Terzo e ultimo aspetto è colui che è allo stesso tempo protagonista, antagonista e deuteragonista. È Achab. Protagonista perché attore principale, antagonista perché complementare opposto della creatura cui dà la caccia, deuteragonista perché è oggetto del racconto di chi sta effettivamente narrando la storia, Ismaele.
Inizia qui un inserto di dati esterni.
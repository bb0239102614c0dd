//! Conversation lifecycle.
//!
//! A session moves `bot -> waiting -> open -> closed`. `transfer` re-queues a
//! session from any non-closed status, `close` is terminal. Every guard is
//! checked before anything is mutated, so a rejected operation leaves the
//! session exactly as it was.

use std::collections::HashMap;

use chrono::{DateTime, Utc};
use serde::{Deserialize, Serialize};
use thiserror::Error;

use crate::types::{Message, NewMessage, Operator, Sender, SessionId};

/// Lifecycle status of a conversation.
#[derive(Debug, Clone, Copy, Serialize, Deserialize, PartialEq, Eq, Hash)]
#[serde(rename_all = "lowercase")]
pub enum SessionStatus {
    /// Driven by the flow interpreter.
    Bot,
    /// Queued, waiting for an operator pickup.
    Waiting,
    /// Assigned to an operator.
    Open,
    /// Terminal.
    Closed,
}

impl std::fmt::Display for SessionStatus {
    fn fmt(&self, f: &mut std::fmt::Formatter<'_>) -> std::fmt::Result {
        let s = match self {
            SessionStatus::Bot => "bot",
            SessionStatus::Waiting => "waiting",
            SessionStatus::Open => "open",
            SessionStatus::Closed => "closed",
        };
        f.write_str(s)
    }
}

/// Who asks for a session to be closed.
#[derive(Debug, Clone, PartialEq, Eq)]
pub enum Closer {
    /// The operator owning the session.
    Operator(String),
    /// A supervisor forcing the close.
    Supervisor(String),
    /// A `final` node of the flow.
    Flow,
}

/// A state-machine guard rejected the operation. Nothing was mutated.
#[derive(Debug, Clone, Error, PartialEq, Eq)]
pub enum NotAllowed {
    #[error("session is closed")]
    Closed,

    #[error("session already assigned to {operator}")]
    AlreadyAssigned { operator: String },

    #[error("cannot {action} while session is {status}")]
    WrongStatus {
        action: &'static str,
        status: SessionStatus,
    },

    #[error("operator {operator} does not own this session")]
    NotOwner { operator: String },

    #[error("session is reserved for operator {operator}")]
    Reserved { operator: String },
}

/// One customer's conversation.
#[derive(Debug, Clone, Serialize, Deserialize)]
pub struct Session {
    pub id: SessionId,
    pub customer_ref: String,
    pub status: SessionStatus,
    #[serde(default)]
    pub queue: Option<String>,
    #[serde(default)]
    pub operator_ref: Option<String>,
    #[serde(default)]
    pub operator_name: Option<String>,
    /// Operator a transfer was targeted at; only they may pick it up.
    #[serde(default)]
    pub reserved_for: Option<String>,
    #[serde(default)]
    pub variables: HashMap<String, String>,
    #[serde(default)]
    pub messages: Vec<Message>,
    /// Node the interpreter is suspended at, if any.
    #[serde(default)]
    pub pending_node: Option<String>,
    pub created_at: DateTime<Utc>,
    pub updated_at: DateTime<Utc>,
}

impl Session {
    pub fn new(id: SessionId, customer_ref: impl Into<String>, now: DateTime<Utc>) -> Self {
        Self {
            id,
            customer_ref: customer_ref.into(),
            status: SessionStatus::Bot,
            queue: None,
            operator_ref: None,
            operator_name: None,
            reserved_for: None,
            variables: HashMap::new(),
            messages: Vec::new(),
            pending_node: None,
            created_at: now,
            updated_at: now,
        }
    }

    pub fn is_closed(&self) -> bool {
        self.status == SessionStatus::Closed
    }

    fn ensure_not_closed(&self) -> Result<(), NotAllowed> {
        if self.is_closed() {
            Err(NotAllowed::Closed)
        } else {
            Ok(())
        }
    }

    /// Append a message. Operator messages are only accepted while `open`.
    pub fn append(&mut self, msg: NewMessage, now: DateTime<Utc>) -> Result<Message, NotAllowed> {
        self.ensure_not_closed()?;
        if msg.sender == Sender::Agent && self.status != SessionStatus::Open {
            return Err(NotAllowed::WrongStatus {
                action: "reply",
                status: self.status,
            });
        }
        let stored = msg.stamp(now);
        self.messages.push(stored.clone());
        self.updated_at = now;
        Ok(stored)
    }

    /// Append an operator message, checking ownership first.
    pub fn append_from_operator(
        &mut self,
        operator_id: &str,
        text: impl Into<String>,
        now: DateTime<Utc>,
    ) -> Result<Message, NotAllowed> {
        self.ensure_not_closed()?;
        if self.status == SessionStatus::Open && self.operator_ref.as_deref() != Some(operator_id) {
            return Err(NotAllowed::NotOwner {
                operator: operator_id.to_string(),
            });
        }
        self.append(NewMessage::agent(text), now)
    }

    /// Merge a patch into the variable bag.
    pub fn merge_variables(
        &mut self,
        patch: HashMap<String, String>,
        now: DateTime<Utc>,
    ) -> Result<&HashMap<String, String>, NotAllowed> {
        self.ensure_not_closed()?;
        self.variables.extend(patch);
        self.updated_at = now;
        Ok(&self.variables)
    }

    /// Record (or clear) the node the interpreter is suspended at.
    pub fn set_pending(&mut self, node: Option<String>) -> Result<(), NotAllowed> {
        self.ensure_not_closed()?;
        self.pending_node = node;
        Ok(())
    }

    /// Hand the session to a queue and/or an operator.
    ///
    /// Allowed from every non-closed status. The previous assignment is
    /// cleared; a targeted operator is recorded in `reserved_for`.
    pub fn transfer(
        &mut self,
        queue: Option<String>,
        operator: Option<String>,
        now: DateTime<Utc>,
    ) -> Result<(), NotAllowed> {
        self.ensure_not_closed()?;
        if let Some(queue) = queue {
            self.queue = Some(queue);
        }
        self.operator_ref = None;
        self.operator_name = None;
        self.reserved_for = operator;
        self.pending_node = None;
        self.status = SessionStatus::Waiting;
        self.updated_at = now;
        Ok(())
    }

    /// Assign a waiting, unassigned session to `operator`.
    pub fn pickup(
        &mut self,
        operator: &Operator,
        announcement: impl Into<String>,
        now: DateTime<Utc>,
    ) -> Result<Message, NotAllowed> {
        self.ensure_not_closed()?;
        if let Some(current) = &self.operator_ref {
            return Err(NotAllowed::AlreadyAssigned {
                operator: current.clone(),
            });
        }
        if self.status != SessionStatus::Waiting {
            return Err(NotAllowed::WrongStatus {
                action: "pickup",
                status: self.status,
            });
        }
        if let Some(reserved) = &self.reserved_for {
            if reserved != &operator.id {
                return Err(NotAllowed::Reserved {
                    operator: reserved.clone(),
                });
            }
        }

        self.operator_ref = Some(operator.id.clone());
        self.operator_name = Some(operator.name.clone());
        self.reserved_for = None;
        self.status = SessionStatus::Open;
        self.append(NewMessage::system(announcement), now)
    }

    /// Close the session. Irreversible; a second close is rejected.
    pub fn close(
        &mut self,
        closer: &Closer,
        farewell: impl Into<String>,
        now: DateTime<Utc>,
    ) -> Result<Message, NotAllowed> {
        self.ensure_not_closed()?;
        let operator_stage = matches!(self.status, SessionStatus::Waiting | SessionStatus::Open);
        match closer {
            Closer::Flow if self.status != SessionStatus::Bot => {
                return Err(NotAllowed::WrongStatus {
                    action: "close",
                    status: self.status,
                });
            }
            Closer::Operator(_) | Closer::Supervisor(_) if !operator_stage => {
                return Err(NotAllowed::WrongStatus {
                    action: "close",
                    status: self.status,
                });
            }
            Closer::Operator(id) if self.operator_ref.as_deref() != Some(id.as_str()) => {
                return Err(NotAllowed::NotOwner {
                    operator: id.clone(),
                });
            }
            _ => {}
        }

        let farewell = self.append(NewMessage::system(farewell), now)?;
        self.status = SessionStatus::Closed;
        self.pending_node = None;
        Ok(farewell)
    }
}
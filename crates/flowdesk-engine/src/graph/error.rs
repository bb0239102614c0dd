//! Publish-time graph validation errors.

use flowdesk_core::FlowdeskError;

/// A structural invariant of the graph does not hold.
///
/// Returned by `FlowGraph::new` / `FlowGraph::publish`; a graph that produced
/// one of these never reaches the interpreter.
// `Display`/`Error` are implemented by hand: thiserror treats any field named
// `source` as the error's cause, which `String` cannot be.
#[derive(Debug, Clone, PartialEq, Eq)]
pub enum GraphError {
    MissingStart,
    MultipleStart(usize),
    DuplicateNodeId(String),
    DanglingEdge {
        source: String,
        target: String,
        missing: String,
    },
    DuplicateHandle { source: String, handle: String },
    InvalidNode {
        node: String,
        kind: String,
        message: String,
    },
}

impl std::fmt::Display for GraphError {
    fn fmt(&self, f: &mut std::fmt::Formatter<'_>) -> std::fmt::Result {
        match self {
            GraphError::MissingStart => write!(f, "graph has no start node"),
            GraphError::MultipleStart(n) => {
                write!(f, "graph must have exactly one start node, found {n}")
            }
            GraphError::DuplicateNodeId(id) => write!(f, "duplicate node id: {id}"),
            GraphError::DanglingEdge {
                source,
                target,
                missing,
            } => write!(f, "edge {source} -> {target} references unknown node {missing}"),
            GraphError::DuplicateHandle { source, handle } => {
                write!(f, "node {source} has more than one edge with handle {handle}")
            }
            GraphError::InvalidNode {
                node,
                kind,
                message,
            } => write!(f, "node '{node}' of kind '{kind}' is invalid: {message}"),
        }
    }
}

impl std::error::Error for GraphError {}

impl From<GraphError> for FlowdeskError {
    fn from(e: GraphError) -> Self {
        FlowdeskError::InvalidGraph(e.to_string())
    }
}
use std::collections::HashMap;
use std::sync::{Arc, Mutex, MutexGuard};

use futures::future::BoxFuture;
use tracing::debug;

use flowdesk_core::error::{FlowdeskError, Result};
use flowdesk_core::event::{DeskEvent, EventBus};
use flowdesk_core::session::{Closer, Session, SessionStatus};
use flowdesk_core::traits::{Clock, MessageSink, SessionStore, VariablePatch};
use flowdesk_core::types::{Message, NewMessage, Operator, SessionId};

#[derive(Default)]
struct Sessions {
    by_id: HashMap<SessionId, Session>,
    /// Creation order.
    order: Vec<SessionId>,
}

/// In-process session store.
///
/// State lives for the lifetime of the process. Every operation runs under
/// one lock and applies the session's own guards, so a rejected operation
/// changes nothing.
pub struct MemoryStore {
    sessions: Mutex<Sessions>,
    clock: Arc<dyn Clock>,
    events: Option<Arc<EventBus>>,
}

impl MemoryStore {
    pub fn new(clock: Arc<dyn Clock>) -> Self {
        Self {
            sessions: Mutex::new(Sessions::default()),
            clock,
            events: None,
        }
    }

    /// Publish state changes and appended messages on `events`.
    pub fn with_events(mut self, events: Arc<EventBus>) -> Self {
        self.events = Some(events);
        self
    }

    fn lock(&self) -> MutexGuard<'_, Sessions> {
        self.sessions.lock().unwrap_or_else(|e| e.into_inner())
    }

    fn publish(&self, event: DeskEvent) {
        if let Some(events) = &self.events {
            events.publish(event);
        }
    }

    fn publish_message(&self, sid: &SessionId, message: &Message) {
        self.publish(DeskEvent::MessageAppended {
            session_id: sid.clone(),
            message: message.clone(),
        });
    }

    fn publish_status(&self, sid: &SessionId, from: SessionStatus, to: SessionStatus) {
        if from != to {
            self.publish(DeskEvent::StatusChanged {
                session_id: sid.clone(),
                from,
                to,
            });
        }
    }

    /// Run `f` against one session under the lock.
    fn with_session<T>(
        &self,
        sid: &SessionId,
        f: impl FnOnce(&mut Session) -> Result<T>,
    ) -> Result<T> {
        let mut sessions = self.lock();
        let session = sessions
            .by_id
            .get_mut(sid)
            .ok_or_else(|| FlowdeskError::SessionNotFound(sid.to_string()))?;
        f(session)
    }

    /// Apply a status-changing operation and publish what happened.
    fn transition(
        &self,
        sid: &SessionId,
        f: impl FnOnce(&mut Session) -> Result<Option<Message>>,
    ) -> Result<Session> {
        let (from, session, message) = self.with_session(sid, |s| {
            let from = s.status;
            let message = f(s)?;
            Ok((from, s.clone(), message))
        })?;
        if let Some(message) = &message {
            self.publish_message(sid, message);
        }
        self.publish_status(sid, from, session.status);
        Ok(session)
    }

    fn append_sync(&self, sid: &SessionId, msg: NewMessage) -> Result<Message> {
        let now = self.clock.now();
        let stored = self.with_session(sid, |s| Ok(s.append(msg, now)?))?;
        self.publish_message(sid, &stored);
        Ok(stored)
    }
}

impl SessionStore for MemoryStore {
    fn create(&self, customer_ref: &str) -> BoxFuture<'_, Result<(Session, bool)>> {
        let customer_ref = customer_ref.to_string();
        Box::pin(async move {
            let created = {
                let mut sessions = self.lock();
                let existing = sessions
                    .by_id
                    .values()
                    .find(|s| s.customer_ref == customer_ref && !s.is_closed());
                if let Some(existing) = existing {
                    return Ok((existing.clone(), false));
                }

                let session = Session::new(SessionId::new(), customer_ref.clone(), self.clock.now());
                sessions.order.push(session.id.clone());
                sessions.by_id.insert(session.id.clone(), session.clone());
                session
            };

            debug!(session = %created.id, customer = %customer_ref, "Session created");
            self.publish(DeskEvent::SessionCreated {
                session_id: created.id.clone(),
                customer_ref,
            });
            Ok((created, true))
        })
    }

    fn find(&self, sid: &SessionId) -> BoxFuture<'_, Result<Option<Session>>> {
        let sid = sid.clone();
        Box::pin(async move { Ok(self.lock().by_id.get(&sid).cloned()) })
    }

    fn transfer(
        &self,
        sid: &SessionId,
        queue: Option<String>,
        operator: Option<String>,
    ) -> BoxFuture<'_, Result<Session>> {
        let sid = sid.clone();
        Box::pin(async move {
            let now = self.clock.now();
            self.transition(&sid, |s| {
                s.transfer(queue, operator, now)?;
                Ok(None)
            })
        })
    }

    fn pickup(
        &self,
        sid: &SessionId,
        operator: &Operator,
        announcement: String,
    ) -> BoxFuture<'_, Result<Session>> {
        let sid = sid.clone();
        let operator = operator.clone();
        Box::pin(async move {
            let now = self.clock.now();
            self.transition(&sid, |s| Ok(Some(s.pickup(&operator, announcement, now)?)))
        })
    }

    fn close(
        &self,
        sid: &SessionId,
        closer: Closer,
        farewell: String,
    ) -> BoxFuture<'_, Result<Session>> {
        let sid = sid.clone();
        Box::pin(async move {
            let now = self.clock.now();
            self.transition(&sid, |s| Ok(Some(s.close(&closer, farewell, now)?)))
        })
    }

    fn append_message(&self, sid: &SessionId, msg: NewMessage) -> BoxFuture<'_, Result<Message>> {
        let sid = sid.clone();
        Box::pin(async move { self.append_sync(&sid, msg) })
    }

    fn append_operator_message(
        &self,
        sid: &SessionId,
        operator_id: &str,
        text: String,
    ) -> BoxFuture<'_, Result<Message>> {
        let sid = sid.clone();
        let operator_id = operator_id.to_string();
        Box::pin(async move {
            let now = self.clock.now();
            let stored =
                self.with_session(&sid, |s| Ok(s.append_from_operator(&operator_id, text, now)?))?;
            self.publish_message(&sid, &stored);
            Ok(stored)
        })
    }

    fn set_pending(&self, sid: &SessionId, node: Option<String>) -> BoxFuture<'_, Result<()>> {
        let sid = sid.clone();
        Box::pin(async move { self.with_session(&sid, |s| Ok(s.set_pending(node)?)) })
    }

    fn list(&self) -> BoxFuture<'_, Result<Vec<Session>>> {
        Box::pin(async move {
            let sessions = self.lock();
            Ok(sessions
                .order
                .iter()
                .filter_map(|id| sessions.by_id.get(id).cloned())
                .collect())
        })
    }
}

impl MessageSink for MemoryStore {
    fn append(&self, sid: &SessionId, msg: NewMessage) -> BoxFuture<'_, Result<Message>> {
        let sid = sid.clone();
        Box::pin(async move { self.append_sync(&sid, msg) })
    }
}

impl VariablePatch for MemoryStore {
    fn apply(
        &self,
        sid: &SessionId,
        patch: HashMap<String, String>,
    ) -> BoxFuture<'_, Result<HashMap<String, String>>> {
        let sid = sid.clone();
        Box::pin(async move {
            let now = self.clock.now();
            self.with_session(&sid, |s| Ok(s.merge_variables(patch, now)?.clone()))
        })
    }
}
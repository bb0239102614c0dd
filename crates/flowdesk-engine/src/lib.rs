pub mod condition;
pub mod desk;
pub mod graph;
pub mod lane;
pub mod schedule;
pub mod variables;

pub use desk::{Desk, Inbox, OperatorPresence, Overview};
pub use graph::{
    Edge, Effects, FlowDraft, FlowExecutor, FlowGraph, GraphError, Node, NodeKind, Outcome, Reply,
};
pub use lane::{LaneGuard, LaneMap};
pub use variables::{interpolate, Variables};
Come se il libro seguisse le tecniche narrative della moderna cinematografia, la sua entrata in scena è ben misurata: per capitoli interi non lo vediamo, sappiamo solo che è rintanato nella sua stanza sulla nave e che sta lì come presenza misteriosa. Poi d’un tratto compare in scena e si presenta come una figura che diventerà poi l’archetipo dell’eroe tenebroso e tormentato. Taciturno, scontroso, ferreo, risoluto, carismatico.
Sono molti i personaggi che attingeranno a questo prototipo. Il batman dei fumetti è uno di questi, per fare un esempio nella cultura pop. Ma Achab, come tutti i grandi personaggi, non si esaurisce in una definizione. Ha molteplici sfumature che testimoniano la psicologia di un carattere in conflitto, sebbene deciso a compiere il suo destino. Risulta difficile giudicarlo, perché lo squarcio nella sua coscienza è talmente profondo che non si riesce a prendere una posizione in termini di buono-cattivo o giusto-ingiusto. Achab è un sistema complesso di giudizi e ricorsi in appello, una verità del mondo, eterna e sfuggente. In letteratura esistono pochi personaggi così grandiosi. E per nostra fortuna nella storia della letteratura c’è Moby Dick.